Dataset records:
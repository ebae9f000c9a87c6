use serde::{Deserialize, Serialize};

use super::types::Side;

/// Who opens the game.
#[derive(Clone, Copy, Debug, Default, PartialEq, Eq, Serialize, Deserialize)]
#[serde(rename_all = "snake_case")]
pub enum FirstPlayerMode {
    #[default]
    Ai,
    Human,
    Random,
}

impl FirstPlayerMode {
    pub fn resolve(&self, ai_side: Side) -> Side {
        match self {
            FirstPlayerMode::Ai => ai_side,
            FirstPlayerMode::Human => ai_side.opponent(),
            FirstPlayerMode::Random => {
                if rand::random::<bool>() {
                    ai_side
                } else {
                    ai_side.opponent()
                }
            }
        }
    }
}

pub struct TicTacToeSessionSettings {
    pub ai_side: Side,
    pub first_player_mode: FirstPlayerMode,
}

impl Default for TicTacToeSessionSettings {
    fn default() -> Self {
        Self {
            ai_side: Side::Maximizer,
            first_player_mode: FirstPlayerMode::default(),
        }
    }
}

impl From<FirstPlayerMode> for TicTacToeSessionSettings {
    fn from(first_player_mode: FirstPlayerMode) -> Self {
        Self {
            first_player_mode,
            ..Self::default()
        }
    }
}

Problem description: Give again each line shown above, keeping every word as it is.

Written answer:
repository ebae9f000c9a87c6
use serde::{Deserialize, Serialize};

use super::types::Side;

/// Who opens the game.
#[derive(Clone, Copy, Debug, Default, PartialEq, Eq, Serialize, Deserialize)]
#[serde(rename_all = "snake_case")]
pub enum FirstPlayerMode {
    #[default]
    Ai,
    Human,
    Random,
}

impl FirstPlayerMode {
    pub fn resolve(&self, ai_side: Side) -> Side {
        match self {
            FirstPlayerMode::Ai => ai_side,
            FirstPlayerMode::Human => ai_side.opponent(),
            FirstPlayerMode::Random => {
                if rand::random::<bool>() {
                    ai_side
                } else {
                    ai_side.opponent()
                }
            }
        }
    }
}

pub struct TicTacToeSessionSettings {
    pub ai_side: Side,
    pub first_player_mode: FirstPlayerMode,
}

impl Default for TicTacToeSessionSettings {
    fn default() -> Self {
        Self {
            ai_side: Side::Maximizer,
            first_player_mode: FirstPlayerMode::default(),
        }
    }
}

impl From<FirstPlayerMode> for TicTacToeSessionSettings {
    fn from(first_player_mode: FirstPlayerMode) -> Self {
        Self {
            first_player_mode,
            ..Self::default()
        }
    }
}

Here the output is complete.